O'Connor, 67, flew from Chicago to Dublin via Toronto with Air Canada on June 30 and placed her parents' ashes in her checked baggage with the intention of scattering them at a family farm. 

However, when she arrived at Dublin Airport, she discovered that her checked baggage was missing. 

O'Connor said she spent three and a half hours at the luggage carousel in Dublin Airport worrying about her parents' ashes. 

"Knowing that my parents' ashes were in there was so frightening to me, because I'm thinking: 'Where are they?" she told the BBC. 

"Instead of thinking; 'Where's my bag?' I kept thinking: 'Where's my parents?'" 

She said it was important to her that her parents' ashes were scattered in Ireland because her family is "100% Irish heritage". 

She told the Irish Independent: "My great-grandparents came from Castlebar to the United States, and then my grandparents taught my parents and myself to stay close to our Irish heritage and our Irish Catholicism.

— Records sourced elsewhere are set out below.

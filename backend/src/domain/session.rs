//! # Session Monitor
//!
//! Observes the authentication provider's event stream and forwards one
//! normalized signal per actual session transition. Duplicate events for
//! an unchanged session are swallowed here so downstream components never
//! see redundant work. The monitor never fetches data itself.

use tokio::sync::broadcast;
use tracing::{debug, warn};

use crate::domain::auth::{AuthProvider, SessionEvent};
use crate::domain::errors::SessionError;

/// Normalized session transition forwarded to the application shell
#[derive(Debug, Clone, PartialEq)]
pub enum SessionSignal {
    Present { user_id: String },
    Absent,
}

pub struct SessionMonitor {
    events: broadcast::Receiver<SessionEvent>,
    current_user: Option<String>,
}

impl SessionMonitor {
    /// Subscribe once to the provider's session-change stream
    pub fn new(provider: &dyn AuthProvider) -> Self {
        Self {
            events: provider.subscribe(),
            current_user: None,
        }
    }

    /// Wait for the next actual session transition.
    ///
    /// Returns `None` once the provider stream closes. A lagged receiver
    /// is reported and resynchronized rather than treated as fatal.
    pub async fn next_transition(&mut self) -> Option<SessionSignal> {
        loop {
            match self.events.recv().await {
                Ok(SessionEvent::SignedIn { user_id }) => {
                    if self.current_user.as_deref() == Some(user_id.as_str()) {
                        debug!(user_id = %user_id, "duplicate signed-in event ignored");
                        continue;
                    }
                    self.current_user = Some(user_id.clone());
                    return Some(SessionSignal::Present { user_id });
                }
                Ok(SessionEvent::SignedOut) => {
                    if self.current_user.is_none() {
                        debug!("signed-out event while already signed out, ignored");
                        continue;
                    }
                    self.current_user = None;
                    return Some(SessionSignal::Absent);
                }
                Err(broadcast::error::RecvError::Lagged(skipped)) => {
                    warn!("{}", SessionError::Lagged(skipped));
                    continue;
                }
                Err(broadcast::error::RecvError::Closed) => {
                    debug!("{}", SessionError::StreamClosed);
                    return None;
                }
            }
        }
    }
}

"My one grandmother, her maiden was Lynch, she would say: 'Don't be the one to break the thread - this goes hundreds and hundreds of years for us - hold this dear to your heart'.

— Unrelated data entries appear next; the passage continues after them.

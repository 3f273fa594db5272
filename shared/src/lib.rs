use chrono::NaiveDate;
use serde::{Deserialize, Serialize};

/// Account holder profile, derived 1:1 from the remote profile row.
///
/// Present in [`AppState`] only while a valid session exists; a session
/// without a profile row is a legitimate state (freshly registered user).
#[derive(Debug, Clone, PartialEq, Serialize, Deserialize)]
pub struct User {
    pub first_name: String,
    pub last_name: String,
    pub email: String,
    /// Optional contact number; the remote profile row may omit it
    pub phone: Option<String>,
}

/// A recurring monthly cost (vehicle lease, insurance, phone plan, ...)
#[derive(Debug, Clone, PartialEq, Serialize, Deserialize)]
pub struct FixedCost {
    pub id: String,
    pub name: String,
    pub monthly_amount: f64,
}

/// A single itemized expense belonging to exactly one daily record
#[derive(Debug, Clone, PartialEq, Serialize, Deserialize)]
pub struct Expense {
    pub id: String,
    /// Expense category as reported by the remote store (e.g. "fuel")
    pub expense_type: String,
    pub amount: f64,
}

/// One working day: earnings, mileage and itemized expenses.
///
/// There is at most one record per user per calendar date.
#[derive(Debug, Clone, PartialEq, Serialize, Deserialize)]
pub struct DailyRecord {
    pub date: NaiveDate,
    pub earnings: f64,
    pub mileage: i64,
    /// A closed day is finalized and no longer accepts edits
    pub is_closed: bool,
    pub expenses: Vec<Expense>,
}

impl DailyRecord {
    /// Sum of all itemized expenses for this day
    pub fn total_expenses(&self) -> f64 {
        self.expenses.iter().map(|e| e.amount).sum()
    }

    /// Earnings after itemized expenses
    pub fn net_earnings(&self) -> f64 {
        self.earnings - self.total_expenses()
    }
}

/// Color scheme selection carried alongside the snapshot
#[derive(Debug, Clone, Copy, PartialEq, Eq, Serialize, Deserialize, Default)]
pub enum Theme {
    #[default]
    Light,
    Dark,
}

impl Theme {
    pub fn toggled(self) -> Self {
        match self {
            Theme::Light => Theme::Dark,
            Theme::Dark => Theme::Light,
        }
    }
}

/// The synchronized in-memory snapshot the view layer consumes.
///
/// Created empty at process start, fully replaced (never merged) on every
/// successful snapshot load, and reset to empty when the session ends.
#[derive(Debug, Clone, PartialEq, Serialize, Deserialize)]
pub struct AppState {
    pub user: Option<User>,
    /// Daily records ordered by date descending, at most one per date
    pub daily_records: Vec<DailyRecord>,
    pub fixed_costs: Vec<FixedCost>,
    pub theme: Theme,
}

impl AppState {
    /// The state before any session exists: no user, no data
    pub fn empty() -> Self {
        Self {
            user: None,
            daily_records: Vec::new(),
            fixed_costs: Vec::new(),
            theme: Theme::default(),
        }
    }

    /// Record for the given calendar date, if one exists
    pub fn record_for(&self, date: NaiveDate) -> Option<&DailyRecord> {
        self.daily_records.iter().find(|r| r.date == date)
    }

    /// Sum of all recurring monthly costs
    pub fn monthly_fixed_total(&self) -> f64 {
        self.fixed_costs.iter().map(|c| c.monthly_amount).sum()
    }
}

impl Default for AppState {
    fn default() -> Self {
        Self::empty()
    }
}

/// Screens the application can display
#[derive(Debug, Clone, Copy, PartialEq, Eq, Serialize, Deserialize)]
pub enum View {
    Welcome,
    Login,
    Register,
    Today,
    History,
    FixedCosts,
    /// Detail for a single day, carrying the selected date
    DayDetail(NaiveDate),
    Report,
}

impl View {
    /// Whether this screen is only reachable with an active session
    pub fn requires_session(&self) -> bool {
        !matches!(self, View::Welcome | View::Login | View::Register)
    }
}

#[cfg(test)]
mod tests {
    use super::*;

    fn record(date: &str, earnings: f64, expenses: &[f64]) -> DailyRecord {
        DailyRecord {
            date: date.parse().unwrap(),
            earnings,
            mileage: 0,
            is_closed: false,
            expenses: expenses
                .iter()
                .enumerate()
                .map(|(i, amount)| Expense {
                    id: format!("e{}", i),
                    expense_type: "fuel".to_string(),
                    amount: *amount,
                })
                .collect(),
        }
    }

    #[test]
    fn test_daily_record_totals() {
        let rec = record("2024-05-01", 120.5, &[30.0, 12.5]);
        assert_eq!(rec.total_expenses(), 42.5);
        assert_eq!(rec.net_earnings(), 78.0);

        let empty = record("2024-05-02", 80.0, &[]);
        assert_eq!(empty.total_expenses(), 0.0);
        assert_eq!(empty.net_earnings(), 80.0);
    }

    #[test]
    fn test_empty_state() {
        let state = AppState::empty();
        assert!(state.user.is_none());
        assert!(state.daily_records.is_empty());
        assert!(state.fixed_costs.is_empty());
        assert_eq!(state.theme, Theme::Light);
    }

    #[test]
    fn test_record_for() {
        let state = AppState {
            daily_records: vec![record("2024-05-02", 90.0, &[]), record("2024-05-01", 120.5, &[])],
            ..AppState::empty()
        };

        let found = state.record_for("2024-05-01".parse().unwrap());
        assert_eq!(found.map(|r| r.earnings), Some(120.5));
        assert!(state.record_for("2024-04-30".parse().unwrap()).is_none());
    }

    #[test]
    fn test_monthly_fixed_total() {
        let state = AppState {
            fixed_costs: vec![
                FixedCost {
                    id: "c1".to_string(),
                    name: "Insurance".to_string(),
                    monthly_amount: 150.0,
                },
                FixedCost {
                    id: "c2".to_string(),
                    name: "Phone".to_string(),
                    monthly_amount: 35.5,
                },
            ],
            ..AppState::empty()
        };
        assert_eq!(state.monthly_fixed_total(), 185.5);
    }

    #[test]
    fn test_theme_toggle() {
        assert_eq!(Theme::Light.toggled(), Theme::Dark);
        assert_eq!(Theme::Dark.toggled(), Theme::Light);
    }

    #[test]
    fn test_view_requires_session() {
        assert!(!View::Welcome.requires_session());
        assert!(!View::Login.requires_session());
        assert!(!View::Register.requires_session());
        assert!(View::Today.requires_session());
        assert!(View::DayDetail("2024-05-01".parse().unwrap()).requires_session());
        assert!(View::Report.requires_session());
    }
}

"When my father passed away, part of his wake was in Irish - it's just something that means the world to us".

O'Connor said she left Dublin Airport without her suitcase and traveled to her accommodation in Co Meath without even a change of clothes. She spent more than a week traveling to the airport in search of her missing luggage but had no success. 

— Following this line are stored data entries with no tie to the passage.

//! # Domain Module
//!
//! Business logic of the synchronization core: the session monitor, the
//! snapshot loader, the view router and the record write path.

pub mod auth;
pub mod errors;
pub mod records;
pub mod router;
pub mod session;
pub mod snapshot;

pub use auth::{AuthProvider, ChannelAuthProvider, SessionEvent};
pub use errors::{LoadError, NormalizationError, SessionError};
pub use records::RecordService;
pub use router::{transition, NavEvent, RouterGuards, ViewRouter};
pub use session::{SessionMonitor, SessionSignal};
pub use snapshot::SnapshotLoader;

"Every day, for eight days, I went to the airport - one day for 12 hours," she said. 

"There's hundreds of people looking for their luggage and some have important things that are missing, like car seats." 

In addition to her in-person attempts, O'Connor also phoned Air Canada and sent multiple emails. 

On July 11, almost two weeks after her arrival in Ireland, she received a voicemail from Air Canada informing her that her luggage had been returned to her home in Chicago. 

O'Connor plans to stay in Ireland for three months and is determined to scatter her parents' ashes in their ancestral homeland, so the return of her luggage to her home in Chicago is of no use to her. 

"If they had bothered to email or call me - they had both my email and my number on my ticket, in my reservation information.

"They could have said: 'We have your bag now,' which would have eased my mind, and: 'Where do you want us to send it?'" 

An Air Canada spokesperson told the Irish Independent that O'Connor's bags are now "en-route". 

The spokesperson attributed the rise in lost baggage claims to the return of international travel after the Covid-19 pandemic. 

"The vast majority of customers arrive at their destinations with their bags.

"However, recently there have been more instances of delayed bags, and this and other challenges for the industry are a phenomenon being seen around the world as the air transport system reawakens after Covid."